AMHL Thursday: the Eagle and the Sharp-tailed Grouse


(photo courtesy of Bunkosquad at flickr.com)

“Nice shot, Jimmy,” the hunter said to his buddy on an early morning OLN program. Jimmy had just dropped a small bird from the air.

I’m not an outdoorsman. I was watching OLN as I dressed for my game against the Capitals only because I hoped to catch the “Messing with Sasquatch” beef jerky commercial OLN had aired during the Stanley Cup Finals and which was not getting air time on NBC.

No luck. At 5:55, my wife (and AMHL photographer) and I left the house to head for the rink. Driving below the speed limit, we arrived five or ten minutes later. I entered the Rink One locker room, where Avalanche teammates, veteran Erik Domingo and rookie Ed Noel (acquired in a trade last week), were seated.

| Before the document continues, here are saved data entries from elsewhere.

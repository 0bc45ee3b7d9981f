use crate::{
    model::{Id, user::UserMarker},
    util::PositiveDuration,
};
use argon2::{Argon2, Params};
use base64::{DecodeError, Engine, display::Base64Display, prelude::BASE64_STANDARD};
use std::{
    fmt::{Debug, Formatter},
    num::ParseIntError,
    str::FromStr,
};
use thiserror::Error;
use time::UtcDateTime;

pub const SESSION_TOKEN_SECRET_LEN: usize = 24;
pub const SESSION_TOKEN_SALT_LEN: usize = 18;
pub const SESSION_TOKEN_HASH_LEN: usize = Params::DEFAULT_OUTPUT_LEN;

#[derive(Clone, Eq, PartialEq, Debug, Error)]
#[error("Hashing session token failed: {0}")]
pub struct SessionTokenHashError(argon2::Error);

#[derive(Clone, Eq, PartialEq, Debug, Error)]
pub enum SessionTokenDecodeError {
    #[error("Not enough parts separated by ':'")]
    NotEnoughParts,
    #[error("Invalid user id: {0}")]
    InvalidUserId(ParseIntError),
    #[error("Decoding base64 failed: {0}")]
    Decode(#[from] DecodeError),
    #[error("The length of the secret part is incorrect")]
    InvalidSecretLength,
    #[error("The length of the salt part is incorrect")]
    InvalidSaltLength,
}

/// The bearer credential presented by a logged-in user, in the form
/// `<user id>:<base64 secret>:<base64 salt>`. Only its hash is ever stored.
#[derive(Clone, Eq, PartialEq, Hash)]
pub struct SessionToken {
    pub user_id: Id<UserMarker>,
    pub secret: [u8; SESSION_TOKEN_SECRET_LEN],
    pub salt: [u8; SESSION_TOKEN_SALT_LEN],
}

#[derive(Clone, Eq, PartialEq, Hash)]
pub struct SessionTokenHash(pub Box<[u8; SESSION_TOKEN_HASH_LEN]>);

/// A login session row as written by the external login flow. This service
/// only reads sessions to resolve the current user.
#[derive(Clone, Eq, PartialEq, Debug, Hash)]
pub struct Session {
    pub user: Id<UserMarker>,
    pub token_hash: SessionTokenHash,
    pub created_at: UtcDateTime,
    pub expires_after: Option<PositiveDuration>,
}

impl Session {
    #[must_use]
    pub fn is_expired(&self, now: UtcDateTime) -> bool {
        match self.expires_after {
            Some(expires_after) => self.created_at + expires_after.get() < now,
            None => false,
        }
    }
}

impl SessionToken {
    #[must_use]
    pub fn generate_random(user_id: Id<UserMarker>) -> Self {
        let secret = rand::random();
        let salt = rand::random();

        Self {
            user_id,
            secret,
            salt,
        }
    }

    #[must_use]
    pub fn as_token_str(&self) -> String {
        let user_id = self.user_id;
        let encoded_secret = Base64Display::new(&self.secret, &BASE64_STANDARD);
        let encoded_salt = Base64Display::new(&self.salt, &BASE64_STANDARD);

        format!("{user_id}:{encoded_secret}:{encoded_salt}")
    }

    pub fn hash(&self) -> Result<SessionTokenHash, SessionTokenHashError> {
        let argon2 = Argon2::default();

        let mut hash = Box::new([0; SESSION_TOKEN_HASH_LEN]);
        argon2
            .hash_password_into(&self.secret, &self.salt, &mut *hash)
            .map_err(SessionTokenHashError)?;

        Ok(SessionTokenHash(hash))
    }
}

impl FromStr for SessionToken {
    type Err = SessionTokenDecodeError;

    fn from_str(s: &str) -> Result<Self, Self::Err> {
        let mut parts = s.splitn(3, ':');

        let user_id_part = parts.next().ok_or(Self::Err::NotEnoughParts)?;
        let secret_part = parts.next().ok_or(Self::Err::NotEnoughParts)?;
        let salt_part = parts.next().ok_or(Self::Err::NotEnoughParts)?;

        let user_id = u64::from_str(user_id_part)
            .map_err(Self::Err::InvalidUserId)?
            .into();
        let secret = BASE64_STANDARD
            .decode(secret_part)?
            .try_into()
            .map_err(|_| Self::Err::InvalidSecretLength)?;
        let salt = BASE64_STANDARD
            .decode(salt_part)?
            .try_into()
            .map_err(|_| Self::Err::InvalidSaltLength)?;

        Ok(Self {
            user_id,
            secret,
            salt,
        })
    }
}

impl Debug for SessionToken {
    fn fmt(&self, f: &mut Formatter<'_>) -> std::fmt::Result {
        f.debug_struct("SessionToken")
            .field("user_id", &self.user_id)
            .field("secret", &"[redacted]")
            .field("salt", &"[redacted]")
            .finish()
    }
}

impl Debug for SessionTokenHash {
    fn fmt(&self, f: &mut Formatter<'_>) -> std::fmt::Result {
        f.debug_tuple("SessionTokenHash")
            .field(&"[redacted]")
            .finish()
    }
}

#[derive(Clone, Eq, PartialEq, Ord, PartialOrd, Debug, Default, Hash, Error)]
#[error("The session token hash had an invalid length")]
pub struct InvalidSessionTokenHashError;

impl TryFrom<Vec<u8>> for SessionTokenHash {
    type Error = InvalidSessionTokenHashError;

    fn try_from(value: Vec<u8>) -> Result<Self, Self::Error> {
        Ok(Self(
            value
                .into_boxed_slice()
                .try_into()
                .map_err(|_| InvalidSessionTokenHashError)?,
        ))
    }
}

#[cfg(test)]
mod tests {
    use crate::{
        model::session::{Session, SessionToken, SessionTokenDecodeError},
        util::PositiveDuration,
    };
    use std::str::FromStr;
    use time::{Duration, macros::utc_datetime};

    #[test]
    fn token_str_round_trip() {
        let token = SessionToken::generate_random(17.into());

        let parsed = SessionToken::from_str(&token.as_token_str()).unwrap();

        assert_eq!(parsed, token);
        assert_eq!(parsed.user_id.get(), 17);
    }

    #[test]
    fn malformed_tokens_are_rejected() {
        assert_eq!(
            SessionToken::from_str("17"),
            Err(SessionTokenDecodeError::NotEnoughParts)
        );
        assert_eq!(
            SessionToken::from_str("17:b25ldHdv"),
            Err(SessionTokenDecodeError::NotEnoughParts)
        );
        assert!(matches!(
            SessionToken::from_str("seventeen:b25ldHdv:b25ldHdv"),
            Err(SessionTokenDecodeError::InvalidUserId(_))
        ));
        assert!(matches!(
            SessionToken::from_str("17:!!!:???"),
            Err(SessionTokenDecodeError::Decode(_))
        ));
        assert_eq!(
            SessionToken::from_str("17:b25ldHdv:b25ldHdv"),
            Err(SessionTokenDecodeError::InvalidSecretLength)
        );
    }

    #[test]
    fn session_expiry() {
        let created_at = utc_datetime!(2025-06-01 12:00);
        let session = Session {
            user: 1.into(),
            token_hash: SessionToken::generate_random(1.into()).hash().unwrap(),
            created_at,
            expires_after: Some(PositiveDuration::new_unchecked(Duration::hours(1))),
        };

        assert!(!session.is_expired(created_at));
        assert!(!session.is_expired(created_at + Duration::minutes(59)));
        assert!(session.is_expired(created_at + Duration::minutes(61)));

        let open_ended = Session {
            expires_after: None,
            ..session
        };
        assert!(!open_ended.is_expired(created_at + Duration::days(1000)));
    }
}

Meanwhile, Avalanche goalie and Boston College grad Mike “the Eagle” Chase, was flying! Zoooooom! Nearing the rink at nearly 50 mph, he spotted a police car, which was camouflaged like a hunter hiding in the woods. Chase all but slammed on the breaks, but it was too late. Gotcha.

The last Avalanche player on the ice, Chase had little time to warm up, and the Caps scored two goals on him in the first period. We bagged two of our own, and the first period ended 2–2.

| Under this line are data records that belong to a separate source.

use crate::record::{CategoryRecord, CommentRecord, PostRecord, SessionRecord, to_primitive};
use blog_common::model::{
    Id, ModelValidationError,
    category::{Category, CategoryMarker},
    comment::{Comment, CommentMarker, CreateComment},
    post::{CreatePost, Post, PostMarker, UpdatePost},
    session::{Session, SessionTokenHash},
};
use blog_common::page::{Page, PageNumber, PageSize, paginate};
use sqlx::{PgPool, query, query_as, query_scalar};
use thiserror::Error;

pub type Result<T, E = DbError> = std::result::Result<T, E>;

#[derive(Debug, Error)]
pub enum DbError {
    #[error("An object in the database was invalid: {0}")]
    Data(#[from] ModelValidationError),
    #[error(transparent)]
    Sqlx(#[from] sqlx::Error),
}

#[derive(Debug)]
pub struct DbClient {
    pool: PgPool,
}

impl DbClient {
    #[must_use]
    pub fn new(pool: PgPool) -> Self {
        Self { pool }
    }

    pub async fn connect(url: &str) -> Result<Self> {
        Ok(Self::new(PgPool::connect(url).await?))
    }

    /// Builds the client without touching the database; connections are
    /// opened on first use.
    pub fn connect_lazy(url: &str) -> Result<Self> {
        Ok(Self::new(PgPool::connect_lazy(url)?))
    }

    pub async fn fetch_post(&self, post_id: Id<PostMarker>) -> Result<Option<Post>> {
        let record = query_as::<_, PostRecord>(
            "
            SELECT
                posts.post_id,
                posts.title,
                posts.content,
                posts.published_at,
                posts.view_count,
                users.user_id AS author_id,
                users.handle AS author_handle,
                categories.category_id,
                categories.name AS category_name
            FROM
                blog.posts AS posts
                JOIN blog.users AS users ON users.user_id = posts.author_id
                LEFT JOIN blog.categories AS categories
                    ON categories.category_id = posts.category_id
            WHERE
                posts.post_id = $1
            ",
        )
        .bind(post_id.get().cast_signed())
        .fetch_optional(&self.pool)
        .await?;

        let post = record.map(Post::try_from).transpose()?;
        Ok(post)
    }

    /// Adds one detail view to the post's counter. Returns false when no such
    /// post exists.
    pub async fn bump_post_views(&self, post_id: Id<PostMarker>) -> Result<bool> {
        let result = query("UPDATE blog.posts SET view_count = view_count + 1 WHERE post_id = $1")
            .bind(post_id.get().cast_signed())
            .execute(&self.pool)
            .await?;

        Ok(result.rows_affected() > 0)
    }

    /// One page of the reverse-chronological post index, or `None` when the
    /// requested page is past the end.
    pub async fn fetch_post_page(
        &self,
        number: PageNumber,
        size: PageSize,
    ) -> Result<Option<Page<Post>>> {
        let total_items = query_scalar::<_, i64>("SELECT COUNT(*) FROM blog.posts")
            .fetch_one(&self.pool)
            .await?;

        let Ok(bounds) = paginate(total_items.cast_unsigned(), size, number) else {
            return Ok(None);
        };

        let records = query_as::<_, PostRecord>(
            "
            SELECT
                posts.post_id,
                posts.title,
                posts.content,
                posts.published_at,
                posts.view_count,
                users.user_id AS author_id,
                users.handle AS author_handle,
                categories.category_id,
                categories.name AS category_name
            FROM
                blog.posts AS posts
                JOIN blog.users AS users ON users.user_id = posts.author_id
                LEFT JOIN blog.categories AS categories
                    ON categories.category_id = posts.category_id
            ORDER BY
                posts.published_at DESC,
                posts.post_id DESC
            LIMIT $1 OFFSET $2
            ",
        )
        .bind(bounds.limit.cast_signed())
        .bind(bounds.offset.cast_signed())
        .fetch_all(&self.pool)
        .await?;

        let posts = records
            .into_iter()
            .map(Post::try_from)
            .collect::<Result<Vec<_>, ModelValidationError>>()?;

        Ok(Some(Page::new(posts, &bounds)))
    }

    pub async fn create_post(&self, post: &CreatePost) -> Result<Id<PostMarker>> {
        let post_id = query_scalar::<_, i64>(
            "
            INSERT INTO blog.posts (title, content, author_id, category_id, published_at, view_count)
            VALUES ($1, $2, $3, $4, $5, 0)
            RETURNING post_id
            ",
        )
        .bind(post.title.get())
        .bind(post.content.as_str())
        .bind(post.author.get().cast_signed())
        .bind(post.category.map(|category| category.get().cast_signed()))
        .bind(to_primitive(post.published_at))
        .fetch_one(&self.pool)
        .await?;

        Ok(post_id.cast_unsigned().into())
    }

    /// Rewrites title, content and category. The author column is never
    /// touched: posts cannot be reassigned.
    pub async fn update_post(&self, post_id: Id<PostMarker>, update: &UpdatePost) -> Result<bool> {
        let result = query(
            "UPDATE blog.posts SET title = $2, content = $3, category_id = $4 WHERE post_id = $1",
        )
        .bind(post_id.get().cast_signed())
        .bind(update.title.get())
        .bind(update.content.as_str())
        .bind(update.category.map(|category| category.get().cast_signed()))
        .execute(&self.pool)
        .await?;

        Ok(result.rows_affected() > 0)
    }

    /// Deletes the post and its comments in one transaction. Returns false
    /// when no such post exists.
    pub async fn delete_post(&self, post_id: Id<PostMarker>) -> Result<bool> {
        let mut tx = self.pool.begin().await?;

        query("DELETE FROM blog.comments WHERE post_id = $1")
            .bind(post_id.get().cast_signed())
            .execute(&mut *tx)
            .await?;
        let result = query("DELETE FROM blog.posts WHERE post_id = $1")
            .bind(post_id.get().cast_signed())
            .execute(&mut *tx)
            .await?;

        tx.commit().await?;
        Ok(result.rows_affected() > 0)
    }

    /// All comments on a post, oldest first.
    pub async fn fetch_post_comments(&self, post_id: Id<PostMarker>) -> Result<Vec<Comment>> {
        let records = query_as::<_, CommentRecord>(
            "
            SELECT
                comments.comment_id,
                comments.content,
                comments.created_at,
                users.user_id AS author_id,
                users.handle AS author_handle
            FROM
                blog.comments AS comments
                JOIN blog.users AS users ON users.user_id = comments.author_id
            WHERE
                comments.post_id = $1
            ORDER BY
                comments.comment_id
            ",
        )
        .bind(post_id.get().cast_signed())
        .fetch_all(&self.pool)
        .await?;

        let comments = records
            .into_iter()
            .map(Comment::try_from)
            .collect::<Result<Vec<_>, ModelValidationError>>()?;
        Ok(comments)
    }

    pub async fn create_comment(&self, comment: &CreateComment) -> Result<Id<CommentMarker>> {
        let comment_id = query_scalar::<_, i64>(
            "
            INSERT INTO blog.comments (post_id, author_id, content, created_at)
            VALUES ($1, $2, $3, $4)
            RETURNING comment_id
            ",
        )
        .bind(comment.post.get().cast_signed())
        .bind(comment.author.get().cast_signed())
        .bind(comment.body.get())
        .bind(to_primitive(comment.created_at))
        .fetch_one(&self.pool)
        .await?;

        Ok(comment_id.cast_unsigned().into())
    }

    pub async fn fetch_category(&self, category_id: Id<CategoryMarker>) -> Result<Option<Category>> {
        let record = query_as::<_, CategoryRecord>(
            "SELECT categories.category_id, categories.name FROM blog.categories AS categories WHERE categories.category_id = $1",
        )
        .bind(category_id.get().cast_signed())
        .fetch_optional(&self.pool)
        .await?;

        let category = record.map(Category::try_from).transpose()?;
        Ok(category)
    }

    /// Every category, for the authoring form's choice list.
    pub async fn fetch_categories(&self) -> Result<Vec<Category>> {
        let records = query_as::<_, CategoryRecord>(
            "SELECT categories.category_id, categories.name FROM blog.categories AS categories ORDER BY categories.name",
        )
        .fetch_all(&self.pool)
        .await?;

        let categories = records
            .into_iter()
            .map(Category::try_from)
            .collect::<Result<Vec<_>, ModelValidationError>>()?;
        Ok(categories)
    }

    /// Every post in a category, newest first and unpaginated. The caller is
    /// expected to have checked that the category exists.
    pub async fn fetch_posts_in_category(
        &self,
        category_id: Id<CategoryMarker>,
    ) -> Result<Vec<Post>> {
        let records = query_as::<_, PostRecord>(
            "
            SELECT
                posts.post_id,
                posts.title,
                posts.content,
                posts.published_at,
                posts.view_count,
                users.user_id AS author_id,
                users.handle AS author_handle,
                categories.category_id,
                categories.name AS category_name
            FROM
                blog.posts AS posts
                JOIN blog.users AS users ON users.user_id = posts.author_id
                JOIN blog.categories AS categories
                    ON categories.category_id = posts.category_id
            WHERE
                posts.category_id = $1
            ORDER BY
                posts.published_at DESC,
                posts.post_id DESC
            ",
        )
        .bind(category_id.get().cast_signed())
        .fetch_all(&self.pool)
        .await?;

        let posts = records
            .into_iter()
            .map(Post::try_from)
            .collect::<Result<Vec<_>, ModelValidationError>>()?;
        Ok(posts)
    }

    pub async fn fetch_session(&self, token_hash: &SessionTokenHash) -> Result<Option<Session>> {
        let record = query_as::<_, SessionRecord>(
            "
            SELECT
                sessions.user_id,
                sessions.token_hash,
                sessions.created_at,
                sessions.expires_after_seconds
            FROM
                blog.sessions AS sessions
            WHERE
                sessions.token_hash = $1
            ",
        )
        .bind(&token_hash.0[..])
        .fetch_optional(&self.pool)
        .await?;

        let session = record.map(Session::try_from).transpose()?;
        Ok(session)
    }
}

The Capitals sped by us in the second period, scoring with well-placed shots and on lucky bounces. Down 2–8 after the disastrous middle segment, we—all seven Avalanche skaters plus Capitals’ forward Jim Nestor, who had switched sides—gasped for breath.

In the third period, Noel scored his first goal of the season for us.

“Welcome to the bigs,” I said to him as the tall, angular rookie skated toward the bench and I hopped the boards to replace him.

My turn to score. The puck slid into the slot. I darted in from the blue line and cradled the puck on my stick blade. A mental image flashed: low glove-side, wide-open.

I wristed the puck—a bullet, on net—right into goalie John Tourney’s mid-section. He snagged the puck and dropped to his knees to prompt a face-off.

Nice shot, Jimmy! If only I had been aiming at a sharp-tailed grouse.

In the locker room after a 3–10 loss, we quickly dissected the humiliation and then switched gears, preferring to learn more about our goalie’s interaction with the Concord police.

Chase got off with only a warning, and it wasn’t the first time.

“Did you offer him free tickets to this morning’s game?” I asked.

“And free donuts?” Domingo added.

(I could divulge Chase’s secret, but I don’t want to alert the authorities because there will likely be a next time.)

Then it was off to the donut room for more laughs before “the Eagle”—presumably flying below the radar gun—drove to work his tail off in BC's IT department.